- _Data for this exercise_
────────────────────────────────────────
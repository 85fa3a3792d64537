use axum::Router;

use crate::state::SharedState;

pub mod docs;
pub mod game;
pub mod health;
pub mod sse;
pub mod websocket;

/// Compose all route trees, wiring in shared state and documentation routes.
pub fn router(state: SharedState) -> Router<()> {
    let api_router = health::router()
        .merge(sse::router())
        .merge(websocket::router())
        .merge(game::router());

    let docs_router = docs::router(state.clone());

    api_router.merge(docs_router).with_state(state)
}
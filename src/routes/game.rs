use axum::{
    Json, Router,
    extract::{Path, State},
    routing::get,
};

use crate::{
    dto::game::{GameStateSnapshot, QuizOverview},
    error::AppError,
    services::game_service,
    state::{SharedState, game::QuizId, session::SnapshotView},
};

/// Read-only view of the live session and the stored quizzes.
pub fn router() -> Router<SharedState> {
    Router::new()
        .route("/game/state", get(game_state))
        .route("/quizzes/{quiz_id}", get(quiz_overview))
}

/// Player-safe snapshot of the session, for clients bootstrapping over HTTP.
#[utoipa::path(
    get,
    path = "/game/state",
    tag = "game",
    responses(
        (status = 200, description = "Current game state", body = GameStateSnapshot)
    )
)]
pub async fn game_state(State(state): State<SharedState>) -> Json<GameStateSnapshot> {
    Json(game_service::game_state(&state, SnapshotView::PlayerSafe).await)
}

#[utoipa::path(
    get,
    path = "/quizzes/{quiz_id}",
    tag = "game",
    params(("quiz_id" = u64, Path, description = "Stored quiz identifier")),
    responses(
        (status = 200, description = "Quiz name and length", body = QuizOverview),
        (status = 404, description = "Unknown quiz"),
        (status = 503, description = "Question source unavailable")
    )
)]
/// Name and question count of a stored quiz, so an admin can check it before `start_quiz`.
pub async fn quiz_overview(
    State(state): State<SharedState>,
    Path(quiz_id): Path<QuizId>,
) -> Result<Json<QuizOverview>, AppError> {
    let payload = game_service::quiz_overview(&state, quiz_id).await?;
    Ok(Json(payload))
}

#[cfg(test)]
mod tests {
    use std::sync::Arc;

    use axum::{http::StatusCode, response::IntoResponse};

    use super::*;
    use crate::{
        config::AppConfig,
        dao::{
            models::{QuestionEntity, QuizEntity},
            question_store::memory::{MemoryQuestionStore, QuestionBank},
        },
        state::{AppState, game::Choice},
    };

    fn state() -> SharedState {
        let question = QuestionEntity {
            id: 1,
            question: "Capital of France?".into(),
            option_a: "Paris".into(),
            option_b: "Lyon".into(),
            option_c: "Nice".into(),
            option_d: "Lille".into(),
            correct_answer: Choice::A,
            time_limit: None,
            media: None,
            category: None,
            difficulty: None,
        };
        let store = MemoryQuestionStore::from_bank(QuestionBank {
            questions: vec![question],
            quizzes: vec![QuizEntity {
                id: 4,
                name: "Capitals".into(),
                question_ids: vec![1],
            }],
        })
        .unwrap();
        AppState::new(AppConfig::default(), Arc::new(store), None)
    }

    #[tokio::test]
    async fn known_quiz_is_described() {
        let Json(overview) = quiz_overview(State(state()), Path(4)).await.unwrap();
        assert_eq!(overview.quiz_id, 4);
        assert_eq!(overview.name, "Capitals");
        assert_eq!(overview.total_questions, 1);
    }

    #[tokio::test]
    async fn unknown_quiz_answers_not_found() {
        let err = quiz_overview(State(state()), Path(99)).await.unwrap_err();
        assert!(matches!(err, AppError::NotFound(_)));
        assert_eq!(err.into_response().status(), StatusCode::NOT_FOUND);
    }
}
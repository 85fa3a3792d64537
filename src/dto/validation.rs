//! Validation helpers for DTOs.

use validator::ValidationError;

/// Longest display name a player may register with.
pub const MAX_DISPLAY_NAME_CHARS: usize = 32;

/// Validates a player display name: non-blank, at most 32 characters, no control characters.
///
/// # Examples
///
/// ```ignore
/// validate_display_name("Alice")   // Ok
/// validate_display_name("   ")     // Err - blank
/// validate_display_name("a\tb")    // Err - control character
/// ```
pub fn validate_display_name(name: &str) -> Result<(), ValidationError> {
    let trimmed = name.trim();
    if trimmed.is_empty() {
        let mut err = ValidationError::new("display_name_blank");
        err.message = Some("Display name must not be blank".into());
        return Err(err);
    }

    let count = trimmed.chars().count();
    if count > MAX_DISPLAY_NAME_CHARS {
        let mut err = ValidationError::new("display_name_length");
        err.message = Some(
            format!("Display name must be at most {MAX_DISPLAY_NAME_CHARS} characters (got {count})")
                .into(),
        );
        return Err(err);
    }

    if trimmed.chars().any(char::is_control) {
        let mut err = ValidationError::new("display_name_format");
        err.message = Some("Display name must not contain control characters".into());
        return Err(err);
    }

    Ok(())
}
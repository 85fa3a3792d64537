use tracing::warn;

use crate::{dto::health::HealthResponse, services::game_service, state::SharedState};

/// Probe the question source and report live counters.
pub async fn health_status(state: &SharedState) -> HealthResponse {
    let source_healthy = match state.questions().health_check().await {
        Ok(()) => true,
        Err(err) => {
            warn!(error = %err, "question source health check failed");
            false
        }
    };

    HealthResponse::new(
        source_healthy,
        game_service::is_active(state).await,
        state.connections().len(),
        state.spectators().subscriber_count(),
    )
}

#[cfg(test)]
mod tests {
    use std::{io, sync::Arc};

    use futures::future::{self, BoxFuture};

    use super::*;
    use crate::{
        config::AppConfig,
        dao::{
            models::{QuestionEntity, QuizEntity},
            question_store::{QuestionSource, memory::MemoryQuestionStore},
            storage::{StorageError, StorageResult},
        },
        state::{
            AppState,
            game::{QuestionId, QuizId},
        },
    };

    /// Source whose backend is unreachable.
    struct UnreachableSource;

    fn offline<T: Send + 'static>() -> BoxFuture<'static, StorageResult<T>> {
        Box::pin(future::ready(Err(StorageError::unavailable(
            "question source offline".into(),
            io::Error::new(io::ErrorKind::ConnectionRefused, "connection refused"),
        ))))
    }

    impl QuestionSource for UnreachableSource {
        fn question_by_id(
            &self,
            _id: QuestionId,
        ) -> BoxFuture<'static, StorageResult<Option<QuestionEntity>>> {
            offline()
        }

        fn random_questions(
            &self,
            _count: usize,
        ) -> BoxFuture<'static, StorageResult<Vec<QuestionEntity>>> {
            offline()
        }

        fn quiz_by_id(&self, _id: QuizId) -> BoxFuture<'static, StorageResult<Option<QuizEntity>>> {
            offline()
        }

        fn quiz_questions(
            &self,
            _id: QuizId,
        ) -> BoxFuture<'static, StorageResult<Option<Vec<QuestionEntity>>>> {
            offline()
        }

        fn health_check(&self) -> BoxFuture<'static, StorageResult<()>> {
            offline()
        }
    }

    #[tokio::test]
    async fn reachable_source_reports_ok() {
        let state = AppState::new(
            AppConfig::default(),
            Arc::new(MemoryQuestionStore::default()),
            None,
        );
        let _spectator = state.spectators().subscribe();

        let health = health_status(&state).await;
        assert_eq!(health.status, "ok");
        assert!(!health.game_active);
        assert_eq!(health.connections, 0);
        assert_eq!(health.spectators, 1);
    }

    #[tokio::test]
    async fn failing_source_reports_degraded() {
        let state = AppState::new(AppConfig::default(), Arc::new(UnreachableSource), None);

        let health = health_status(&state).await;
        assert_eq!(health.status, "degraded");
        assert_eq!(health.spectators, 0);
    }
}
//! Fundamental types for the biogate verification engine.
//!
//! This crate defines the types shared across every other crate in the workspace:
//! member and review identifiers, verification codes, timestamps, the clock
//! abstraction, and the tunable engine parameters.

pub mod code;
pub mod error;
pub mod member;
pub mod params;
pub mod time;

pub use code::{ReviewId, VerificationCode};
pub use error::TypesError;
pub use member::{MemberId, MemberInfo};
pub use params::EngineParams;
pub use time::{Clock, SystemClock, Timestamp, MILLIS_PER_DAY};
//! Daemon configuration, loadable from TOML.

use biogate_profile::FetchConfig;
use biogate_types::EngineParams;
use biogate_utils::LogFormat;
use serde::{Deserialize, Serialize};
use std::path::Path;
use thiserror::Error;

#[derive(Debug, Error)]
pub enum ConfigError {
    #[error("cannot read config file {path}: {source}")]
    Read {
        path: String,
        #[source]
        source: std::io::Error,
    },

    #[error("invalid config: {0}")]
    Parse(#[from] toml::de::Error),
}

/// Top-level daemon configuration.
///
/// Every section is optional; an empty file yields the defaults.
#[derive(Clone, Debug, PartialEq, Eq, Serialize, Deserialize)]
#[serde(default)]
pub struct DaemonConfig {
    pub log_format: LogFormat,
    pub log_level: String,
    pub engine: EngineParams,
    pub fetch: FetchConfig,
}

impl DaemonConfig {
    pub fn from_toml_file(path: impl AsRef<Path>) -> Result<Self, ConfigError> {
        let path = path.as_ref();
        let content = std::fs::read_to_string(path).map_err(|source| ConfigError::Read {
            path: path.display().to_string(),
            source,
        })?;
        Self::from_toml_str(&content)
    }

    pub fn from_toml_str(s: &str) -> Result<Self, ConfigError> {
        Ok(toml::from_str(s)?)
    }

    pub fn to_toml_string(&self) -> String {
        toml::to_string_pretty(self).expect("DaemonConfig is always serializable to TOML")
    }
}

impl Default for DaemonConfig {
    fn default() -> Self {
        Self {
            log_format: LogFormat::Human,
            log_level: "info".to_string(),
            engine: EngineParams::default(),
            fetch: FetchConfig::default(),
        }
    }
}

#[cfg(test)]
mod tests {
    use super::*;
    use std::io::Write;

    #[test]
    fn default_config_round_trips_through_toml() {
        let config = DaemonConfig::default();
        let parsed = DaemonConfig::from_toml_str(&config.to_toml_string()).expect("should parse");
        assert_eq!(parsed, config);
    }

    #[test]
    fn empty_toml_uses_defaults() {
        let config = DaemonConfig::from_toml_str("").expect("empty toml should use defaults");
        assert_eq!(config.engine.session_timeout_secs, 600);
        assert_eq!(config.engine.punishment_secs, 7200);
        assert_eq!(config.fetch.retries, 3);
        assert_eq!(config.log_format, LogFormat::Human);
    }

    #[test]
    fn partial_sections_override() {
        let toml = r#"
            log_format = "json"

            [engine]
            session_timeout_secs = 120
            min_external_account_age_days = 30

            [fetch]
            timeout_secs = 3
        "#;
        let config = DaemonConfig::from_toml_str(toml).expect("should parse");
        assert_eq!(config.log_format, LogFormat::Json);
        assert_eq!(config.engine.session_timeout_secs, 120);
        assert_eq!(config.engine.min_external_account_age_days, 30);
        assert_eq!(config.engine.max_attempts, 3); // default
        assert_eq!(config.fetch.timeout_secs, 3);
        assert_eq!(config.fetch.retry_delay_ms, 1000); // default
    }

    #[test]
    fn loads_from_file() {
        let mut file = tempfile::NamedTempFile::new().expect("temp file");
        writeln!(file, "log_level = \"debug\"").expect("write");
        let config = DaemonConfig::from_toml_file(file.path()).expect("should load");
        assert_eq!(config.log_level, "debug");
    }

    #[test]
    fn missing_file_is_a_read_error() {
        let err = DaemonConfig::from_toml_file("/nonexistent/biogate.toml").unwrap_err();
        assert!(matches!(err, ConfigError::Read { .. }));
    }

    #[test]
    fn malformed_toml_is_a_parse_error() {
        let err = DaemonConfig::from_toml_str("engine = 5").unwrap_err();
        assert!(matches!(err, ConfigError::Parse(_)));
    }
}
────────────────────────────────────────
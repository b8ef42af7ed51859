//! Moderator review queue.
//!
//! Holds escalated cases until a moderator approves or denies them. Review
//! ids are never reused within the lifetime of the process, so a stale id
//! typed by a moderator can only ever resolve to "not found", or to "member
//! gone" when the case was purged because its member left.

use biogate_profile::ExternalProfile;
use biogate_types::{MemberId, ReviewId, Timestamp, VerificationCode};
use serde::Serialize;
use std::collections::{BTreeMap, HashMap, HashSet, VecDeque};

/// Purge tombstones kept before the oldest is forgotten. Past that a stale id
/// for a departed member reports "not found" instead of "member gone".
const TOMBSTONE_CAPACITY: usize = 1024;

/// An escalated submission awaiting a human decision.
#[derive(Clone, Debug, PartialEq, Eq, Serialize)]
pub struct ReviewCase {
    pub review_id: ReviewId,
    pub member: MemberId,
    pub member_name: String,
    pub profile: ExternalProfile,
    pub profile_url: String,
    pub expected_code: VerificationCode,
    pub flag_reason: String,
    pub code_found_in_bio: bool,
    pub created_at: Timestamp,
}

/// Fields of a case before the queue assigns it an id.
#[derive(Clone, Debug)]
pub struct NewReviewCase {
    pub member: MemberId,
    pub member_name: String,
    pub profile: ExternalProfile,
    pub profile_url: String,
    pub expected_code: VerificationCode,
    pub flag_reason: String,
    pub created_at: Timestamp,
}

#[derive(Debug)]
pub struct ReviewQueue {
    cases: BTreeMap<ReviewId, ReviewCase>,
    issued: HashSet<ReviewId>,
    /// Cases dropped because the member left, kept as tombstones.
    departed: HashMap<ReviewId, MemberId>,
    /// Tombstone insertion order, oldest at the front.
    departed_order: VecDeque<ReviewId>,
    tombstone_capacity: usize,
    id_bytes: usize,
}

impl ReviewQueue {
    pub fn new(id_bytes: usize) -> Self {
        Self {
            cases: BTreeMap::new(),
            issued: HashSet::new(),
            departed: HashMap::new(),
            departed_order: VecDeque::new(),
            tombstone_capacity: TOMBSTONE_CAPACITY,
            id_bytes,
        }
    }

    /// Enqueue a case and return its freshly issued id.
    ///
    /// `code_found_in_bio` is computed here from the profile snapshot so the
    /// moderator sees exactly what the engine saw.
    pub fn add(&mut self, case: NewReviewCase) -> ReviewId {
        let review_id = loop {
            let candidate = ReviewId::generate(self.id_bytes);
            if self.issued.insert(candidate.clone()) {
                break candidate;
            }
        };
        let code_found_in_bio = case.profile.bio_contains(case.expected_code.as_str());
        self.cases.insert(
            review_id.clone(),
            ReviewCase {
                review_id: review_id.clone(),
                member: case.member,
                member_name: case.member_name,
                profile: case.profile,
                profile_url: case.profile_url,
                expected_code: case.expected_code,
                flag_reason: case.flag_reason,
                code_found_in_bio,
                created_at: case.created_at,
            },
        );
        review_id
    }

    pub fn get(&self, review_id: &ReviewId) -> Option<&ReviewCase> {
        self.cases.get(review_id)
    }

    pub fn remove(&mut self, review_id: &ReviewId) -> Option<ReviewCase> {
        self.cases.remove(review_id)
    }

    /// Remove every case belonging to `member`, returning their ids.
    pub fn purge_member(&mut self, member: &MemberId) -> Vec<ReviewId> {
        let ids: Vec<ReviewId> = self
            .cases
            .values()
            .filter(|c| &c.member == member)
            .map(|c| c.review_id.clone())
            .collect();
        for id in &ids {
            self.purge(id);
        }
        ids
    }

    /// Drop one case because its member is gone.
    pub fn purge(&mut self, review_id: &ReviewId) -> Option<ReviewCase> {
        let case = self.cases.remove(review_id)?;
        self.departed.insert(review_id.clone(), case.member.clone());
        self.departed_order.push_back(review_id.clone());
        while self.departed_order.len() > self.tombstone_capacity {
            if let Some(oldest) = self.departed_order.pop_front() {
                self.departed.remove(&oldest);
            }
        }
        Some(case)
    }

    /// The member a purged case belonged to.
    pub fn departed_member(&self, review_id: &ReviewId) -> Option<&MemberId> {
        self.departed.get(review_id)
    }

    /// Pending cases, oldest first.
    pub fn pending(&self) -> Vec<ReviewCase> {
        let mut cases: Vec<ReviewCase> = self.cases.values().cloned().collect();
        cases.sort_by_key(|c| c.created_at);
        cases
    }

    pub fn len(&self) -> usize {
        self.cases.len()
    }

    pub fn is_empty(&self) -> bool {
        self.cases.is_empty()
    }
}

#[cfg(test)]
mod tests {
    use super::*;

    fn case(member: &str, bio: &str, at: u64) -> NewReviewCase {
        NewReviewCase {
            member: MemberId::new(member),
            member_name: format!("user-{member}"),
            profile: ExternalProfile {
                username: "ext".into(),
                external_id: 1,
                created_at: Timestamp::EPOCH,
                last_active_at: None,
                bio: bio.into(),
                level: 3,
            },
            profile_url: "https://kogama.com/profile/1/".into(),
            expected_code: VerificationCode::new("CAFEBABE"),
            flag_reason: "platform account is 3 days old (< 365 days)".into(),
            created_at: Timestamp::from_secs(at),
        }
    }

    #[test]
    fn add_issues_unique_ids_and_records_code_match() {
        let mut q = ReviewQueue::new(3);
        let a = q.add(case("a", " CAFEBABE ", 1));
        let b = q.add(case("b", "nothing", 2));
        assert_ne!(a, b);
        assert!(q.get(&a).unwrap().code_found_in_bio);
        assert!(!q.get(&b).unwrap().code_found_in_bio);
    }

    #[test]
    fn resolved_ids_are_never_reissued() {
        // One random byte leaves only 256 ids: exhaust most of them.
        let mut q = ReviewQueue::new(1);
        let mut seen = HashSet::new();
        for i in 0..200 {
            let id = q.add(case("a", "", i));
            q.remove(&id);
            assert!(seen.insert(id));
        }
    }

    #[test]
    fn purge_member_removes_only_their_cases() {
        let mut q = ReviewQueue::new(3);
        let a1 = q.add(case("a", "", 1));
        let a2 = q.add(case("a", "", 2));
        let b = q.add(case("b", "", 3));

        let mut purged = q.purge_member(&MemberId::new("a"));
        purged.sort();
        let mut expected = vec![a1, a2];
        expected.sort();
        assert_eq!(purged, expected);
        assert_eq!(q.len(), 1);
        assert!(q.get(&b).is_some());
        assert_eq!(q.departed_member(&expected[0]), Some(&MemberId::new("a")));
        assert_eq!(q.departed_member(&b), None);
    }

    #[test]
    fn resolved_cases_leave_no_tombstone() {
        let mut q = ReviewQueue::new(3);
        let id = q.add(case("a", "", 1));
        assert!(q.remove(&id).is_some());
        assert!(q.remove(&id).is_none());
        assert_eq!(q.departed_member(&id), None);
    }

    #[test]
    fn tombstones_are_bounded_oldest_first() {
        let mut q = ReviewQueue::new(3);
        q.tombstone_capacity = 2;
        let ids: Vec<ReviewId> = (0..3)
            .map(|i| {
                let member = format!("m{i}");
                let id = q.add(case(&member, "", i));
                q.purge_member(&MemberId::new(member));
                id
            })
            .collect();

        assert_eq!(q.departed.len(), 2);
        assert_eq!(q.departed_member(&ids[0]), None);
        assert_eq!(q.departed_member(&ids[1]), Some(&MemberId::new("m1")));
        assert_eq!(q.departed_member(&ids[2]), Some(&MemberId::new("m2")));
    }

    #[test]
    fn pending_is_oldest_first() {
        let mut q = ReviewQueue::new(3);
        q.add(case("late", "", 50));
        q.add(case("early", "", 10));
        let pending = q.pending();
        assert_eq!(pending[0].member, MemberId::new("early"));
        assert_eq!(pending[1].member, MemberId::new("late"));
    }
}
────────────────────────────────────────
- _Instructions to follow_
Work through the data and report how many of its lines hold the word "usize", giving only the figure.

- _Response to this task_
7